Though I began with a more traditional project in mind, social media emerged unexpectedly as a central theme in my interviews, as a tool for community building and knowledge sharing, and as an archive. At the same time, as I conducted life history interviews, the Pinochet dictatorship (1973-1990) and its aftermath seemed inescapable. Though the advent of social media and the end of the dictatorship were separated by two decades, the connection between them felt obvious to me, but in a way that took me several years to articulate.  

Page 99 is dominated by two lengthy quotes from Alejandra Soto, the president of trans sex worker’s rights organization Sindicato Amanda Jofré. In these quotes, Alejandra recounts in painful detail the suspected murder of the organization’s namesake at the hands of a former member of Pinochet’s secret police, the DINA.

(from pg. 99)

——-

Both Amanda’s subaltern position and that of her compañeras meant that, though charges were filed and evidence presented, he was ultimately cleared of all charges, understood to be de facto a more credible witness than the women he made a habit of torturing. This is especially telling given that there was another compañera present during these events whose eyewitness testimony was essentially ignored in favor of protecting a man with connections to the halls of power.

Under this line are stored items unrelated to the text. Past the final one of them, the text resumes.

//! Incremental 1-D box filter
//!
//! `out[i] = sum(in[i..i+w])` over a sliding window: one addition and one
//! subtraction per step. Two-dimensional aggregation is separable: the
//! engines run the horizontal pass with this filter and keep a column-sums
//! row as the vertical state.

/// Cost element of the aggregation pipelines: integer for SAD, float for
/// the guided filter.
pub trait Cost:
    Copy
    + PartialOrd
    + Send
    + Sync
    + std::ops::Add<Output = Self>
    + std::ops::Sub<Output = Self>
    + std::ops::AddAssign
{
    const ZERO: Self;
    /// Sentinel ordering above every real cost.
    const SATURATED: Self;
    fn to_f32(self) -> f32;
}

impl Cost for i32 {
    const ZERO: Self = 0;
    const SATURATED: Self = i32::MAX;

    fn to_f32(self) -> f32 {
        self as f32
    }
}

impl Cost for f32 {
    const ZERO: Self = 0.0;
    const SATURATED: Self = f32::MAX;

    fn to_f32(self) -> f32 {
        self
    }
}

/// Grow a scratch buffer, surfacing allocation failure as a
/// `ResourceError` instead of aborting.
pub(crate) fn grow<T: Clone>(
    buf: &mut Vec<T>,
    len: usize,
    fill: T,
) -> crate::error::Result<()> {
    if buf.len() < len {
        buf.try_reserve(len - buf.len()).map_err(|e| {
            crate::error::MatchError::Resource(format!("scratch allocation failed: {}", e))
        })?;
        buf.resize(len, fill);
    }
    Ok(())
}

/// Sliding-window sums of `input`; writes `input.len() - window + 1`
/// values into `out`.
pub fn box_filter_row<C: Cost>(input: &[C], window: usize, out: &mut [C]) {
    let n = input.len();
    debug_assert!(window >= 1 && n >= window);
    debug_assert!(out.len() >= n - window + 1);
    let mut acc = C::ZERO;
    for &x in &input[..window] {
        acc += x;
    }
    out[0] = acc;
    for i in 1..=n - window {
        acc += input[i + window - 1] - input[i - 1];
        out[i] = acc;
    }
}

/// Vertical accumulation step of the separable 2-D filter: `dst += src`.
pub fn accumulate_row<C: Cost>(dst: &mut [C], src: &[C]) {
    debug_assert_eq!(dst.len(), src.len());
    for (d, &s) in dst.iter_mut().zip(src) {
        *d += s;
    }
}

#[cfg(test)]
mod tests {
    use super::*;

    fn naive(input: &[i32], window: usize) -> Vec<i32> {
        (0..input.len() - window + 1)
            .map(|i| input[i..i + window].iter().sum())
            .collect()
    }

    #[test]
    fn test_uniform_input_sums_to_window_multiple() {
        // out[i] = c * w for uniform input c
        let input = [3i32; 17];
        let mut out = [0i32; 13];
        box_filter_row(&input, 5, &mut out);
        assert!(out.iter().all(|&x| x == 15));
    }

    #[test]
    fn test_matches_naive_sums() {
        let input: Vec<i32> = (0..23).map(|i| (i * i * 7 + 3) % 41).collect();
        for window in [1, 3, 7, 23] {
            let mut out = vec![0i32; input.len() - window + 1];
            box_filter_row(&input, window, &mut out);
            assert_eq!(out, naive(&input, window), "window {}", window);
        }
    }

    #[test]
    fn test_output_length_contract() {
        let input = [1i32; 9];
        let mut out = [0i32; 3];
        box_filter_row(&input, 7, &mut out);
        assert_eq!(&out[..3], &[7, 7, 7]);
    }

    #[test]
    fn test_float_accumulation() {
        let input = [0.5f32, 1.5, 2.5, 3.5];
        let mut out = [0f32; 2];
        box_filter_row(&input, 3, &mut out);
        assert!((out[0] - 4.5).abs() < 1e-6);
        assert!((out[1] - 7.5).abs() < 1e-6);
    }

    #[test]
    fn test_accumulate_row() {
        let mut dst = [1i32, 2, 3];
        accumulate_row(&mut dst, &[10, 20, 30]);
        assert_eq!(dst, [11, 22, 33]);
    }
}
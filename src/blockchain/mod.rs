//! Blockchain integration subsystem.
//!
//! # Data Flow
//! ```text
//! WALLET_PK (environment)
//!     → wallet.rs (key loading, signing)
//!     → client.rs (RPC connection with timeouts and failover)
//!     → contracts.rs (ERC-20 and reward-pool call encoding)
//!     → transaction.rs (fresh nonce, sign, broadcast, confirm)
//!     → gateway.rs (ChainClient seam used by the orchestrator)
//! ```
//!
//! # Security Constraints
//! - Private keys ONLY from environment variables
//! - Never log private keys or sensitive data
//! - All RPC calls have configurable timeouts
//! - Gas limit and gas price are fixed configuration, never estimated

pub mod amount;
pub mod client;
pub mod contracts;
pub mod gateway;
pub mod transaction;
pub mod types;
pub mod wallet;

pub use amount::TokenAmount;
pub use client::BlockchainClient;
pub use gateway::{ChainClient, EvmChain};
pub use types::{ChainConfig, ChainError, ChainResult, Receipt, TxHandle, TxKind, TxPayload};
pub use wallet::Wallet;
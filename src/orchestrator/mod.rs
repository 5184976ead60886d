//! Claim-and-swap orchestration.
//!
//! # State Machine
//! ```text
//! FETCH_CLAIM ─▶ (available == 0 ─▶ SKIP_CLAIM) ─▶ SUBMIT_CLAIM ─▶ CONFIRM_CLAIM
//!     ─▶ CHECK_BALANCE ─▶ (balance == 0 ─▶ DONE)
//!     ─▶ GET_QUOTE ─▶ CHECK_ALLOWANCE ─▶ (insufficient ─▶ APPROVE ─▶ CONFIRM_APPROVE ─▶ GET_QUOTE)
//!     ─▶ BUILD_SWAP_TX ─▶ SUBMIT_SWAP ─▶ CONFIRM_SWAP ─▶ NOTIFY ─▶ DONE
//! ```
//!
//! # Design Decisions
//! - Claim and swap are independent outcomes: a failed claim still lets the
//!   existing balance be swapped
//! - No in-run retries; the next scheduled run re-reads all state
//! - Balances and allowances are read at the point of each decision
//! - Notification failures never fail a run

pub mod pipeline;
pub mod report;

pub use pipeline::{ClaimAndSwap, PipelineSettings};
pub use report::{ClaimOutcome, RunError, RunReport, Stage, SwapOutcome};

“There was another compañera there, and he told her ‘She’s suffocating. Let’s let her die and we’ll just throw her body into the Mapocho.’ And the compañera said ‘No, no, don’t throw her away.’ And she called us and we showed up with the cops, the media, and saw them carrying her outside, dead.”

“So what happened to him?” I asked, shocked at the brazenness of what I was hearing.

“He was out in a month. I mean, he was in the DINA. He had a lot of support.”

——-

It was through becoming Facebook friends with many of my interlocutors that I was able to learn—in bits and pieces—more about the stories they told me in interviews, like the one above. As I became attuned to these traces, in classic ethnographic fashion, the connection revealed itself. I began to connect faces, names, and events, revealing small glimpses of Chile’s trans history.

Marginalized communities have long had to develop their own methods of preserving their histories. For Chile’s trans community, this has historically taken the form of oral history. In turn, this practice has become enmeshed with the open wound of thousands of murdered and disappeared political prisoners whose stories will never be known, a central focus of contemporary Chilean activism.

Though my ethnography bridges on- and offline spaces, it ultimately maps a trajectory of alternative history making practices that predate the internet. Social media is simply its most recent iteration.

Baird Campbell. 2021. “The Archive of the Self: Trans Self-Making and Social Media in Chile.” Rice University, Phd.